_Activity_. Take the data that follows and retype it word for word.
=======
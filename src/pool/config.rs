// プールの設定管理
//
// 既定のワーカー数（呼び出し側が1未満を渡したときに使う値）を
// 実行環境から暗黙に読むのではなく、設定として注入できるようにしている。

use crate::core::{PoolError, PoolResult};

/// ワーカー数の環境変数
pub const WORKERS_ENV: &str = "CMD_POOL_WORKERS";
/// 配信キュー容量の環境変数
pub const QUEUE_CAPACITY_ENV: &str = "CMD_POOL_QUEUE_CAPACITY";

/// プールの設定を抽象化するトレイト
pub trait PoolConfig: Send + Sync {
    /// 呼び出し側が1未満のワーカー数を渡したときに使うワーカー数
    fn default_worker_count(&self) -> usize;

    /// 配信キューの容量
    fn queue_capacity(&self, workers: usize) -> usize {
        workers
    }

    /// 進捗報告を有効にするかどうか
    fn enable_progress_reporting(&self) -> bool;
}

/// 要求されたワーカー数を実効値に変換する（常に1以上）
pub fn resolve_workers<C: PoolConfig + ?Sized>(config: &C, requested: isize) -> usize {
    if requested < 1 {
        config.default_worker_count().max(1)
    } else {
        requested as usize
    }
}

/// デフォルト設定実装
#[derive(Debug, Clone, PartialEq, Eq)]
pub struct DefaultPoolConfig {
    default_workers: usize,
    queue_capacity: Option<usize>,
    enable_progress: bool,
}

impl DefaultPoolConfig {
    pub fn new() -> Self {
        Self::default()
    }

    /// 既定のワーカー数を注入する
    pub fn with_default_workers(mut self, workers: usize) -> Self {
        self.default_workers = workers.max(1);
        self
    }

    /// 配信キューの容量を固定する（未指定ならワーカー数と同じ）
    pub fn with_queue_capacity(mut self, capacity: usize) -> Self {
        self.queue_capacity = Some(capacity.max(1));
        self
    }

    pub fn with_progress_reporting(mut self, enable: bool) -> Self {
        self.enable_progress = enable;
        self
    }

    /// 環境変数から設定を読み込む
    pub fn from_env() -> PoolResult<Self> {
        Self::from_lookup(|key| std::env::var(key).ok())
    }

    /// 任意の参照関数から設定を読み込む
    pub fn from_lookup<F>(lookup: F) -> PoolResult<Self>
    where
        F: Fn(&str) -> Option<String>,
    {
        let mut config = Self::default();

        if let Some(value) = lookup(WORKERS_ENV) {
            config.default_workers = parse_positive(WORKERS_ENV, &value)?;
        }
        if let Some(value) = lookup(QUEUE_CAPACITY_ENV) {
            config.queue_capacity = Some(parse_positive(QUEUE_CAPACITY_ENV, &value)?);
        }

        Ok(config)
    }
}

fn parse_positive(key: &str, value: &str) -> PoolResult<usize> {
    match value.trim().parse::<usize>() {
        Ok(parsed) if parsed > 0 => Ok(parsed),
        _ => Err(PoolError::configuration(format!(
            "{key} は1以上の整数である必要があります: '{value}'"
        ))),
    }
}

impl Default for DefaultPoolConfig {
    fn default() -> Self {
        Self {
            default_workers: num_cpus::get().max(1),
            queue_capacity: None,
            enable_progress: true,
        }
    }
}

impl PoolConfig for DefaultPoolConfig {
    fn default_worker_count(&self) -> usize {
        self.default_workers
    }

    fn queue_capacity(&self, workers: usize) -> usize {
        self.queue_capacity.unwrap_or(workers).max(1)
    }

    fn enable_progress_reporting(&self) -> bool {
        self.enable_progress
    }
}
=======
_Answer section_.
filename src/pool/config.rs
// プールの設定管理
//
// 既定のワーカー数（呼び出し側が1未満を渡したときに使う値）を
// 実行環境から暗黙に読むのではなく、設定として注入できるようにしている。

use crate::core::{PoolError, PoolResult};

/// ワーカー数の環境変数
pub const WORKERS_ENV: &str = "CMD_POOL_WORKERS";
/// 配信キュー容量の環境変数
pub const QUEUE_CAPACITY_ENV: &str = "CMD_POOL_QUEUE_CAPACITY";

/// プールの設定を抽象化するトレイト
pub trait PoolConfig: Send + Sync {
    /// 呼び出し側が1未満のワーカー数を渡したときに使うワーカー数
    fn default_worker_count(&self) -> usize;

    /// 配信キューの容量
    fn queue_capacity(&self, workers: usize) -> usize {
        workers
    }

    /// 進捗報告を有効にするかどうか
    fn enable_progress_reporting(&self) -> bool;
}

/// 要求されたワーカー数を実効値に変換する（常に1以上）
pub fn resolve_workers<C: PoolConfig + ?Sized>(config: &C, requested: isize) -> usize {
    if requested < 1 {
        config.default_worker_count().max(1)
    } else {
        requested as usize
    }
}

/// デフォルト設定実装
#[derive(Debug, Clone, PartialEq, Eq)]
pub struct DefaultPoolConfig {
    default_workers: usize,
    queue_capacity: Option<usize>,
    enable_progress: bool,
}

impl DefaultPoolConfig {
    pub fn new() -> Self {
        Self::default()
    }

    /// 既定のワーカー数を注入する
    pub fn with_default_workers(mut self, workers: usize) -> Self {
        self.default_workers = workers.max(1);
        self
    }

    /// 配信キューの容量を固定する（未指定ならワーカー数と同じ）
    pub fn with_queue_capacity(mut self, capacity: usize) -> Self {
        self.queue_capacity = Some(capacity.max(1));
        self
    }

    pub fn with_progress_reporting(mut self, enable: bool) -> Self {
        self.enable_progress = enable;
        self
    }

    /// 環境変数から設定を読み込む
    pub fn from_env() -> PoolResult<Self> {
        Self::from_lookup(|key| std::env::var(key).ok())
    }

    /// 任意の参照関数から設定を読み込む
    pub fn from_lookup<F>(lookup: F) -> PoolResult<Self>
    where
        F: Fn(&str) -> Option<String>,
    {
        let mut config = Self::default();

        if let Some(value) = lookup(WORKERS_ENV) {
            config.default_workers = parse_positive(WORKERS_ENV, &value)?;
        }
        if let Some(value) = lookup(QUEUE_CAPACITY_ENV) {
            config.queue_capacity = Some(parse_positive(QUEUE_CAPACITY_ENV, &value)?);
        }

        Ok(config)
    }
}

fn parse_positive(key: &str, value: &str) -> PoolResult<usize> {
    match value.trim().parse::<usize>() {
        Ok(parsed) if parsed > 0 => Ok(parsed),
        _ => Err(PoolError::configuration(format!(
            "{key} は1以上の整数である必要があります: '{value}'"
        ))),
    }
}

impl Default for DefaultPoolConfig {
    fn default() -> Self {
        Self {
            default_workers: num_cpus::get().max(1),
            queue_capacity: None,
            enable_progress: true,
        }
    }
}

impl PoolConfig for DefaultPoolConfig {
    fn default_worker_count(&self) -> usize {
        self.default_workers
    }

    fn queue_capacity(&self, workers: usize) -> usize {
        self.queue_capacity.unwrap_or(workers).max(1)
    }

    fn enable_progress_reporting(&self) -> bool {
        self.enable_progress
    }
}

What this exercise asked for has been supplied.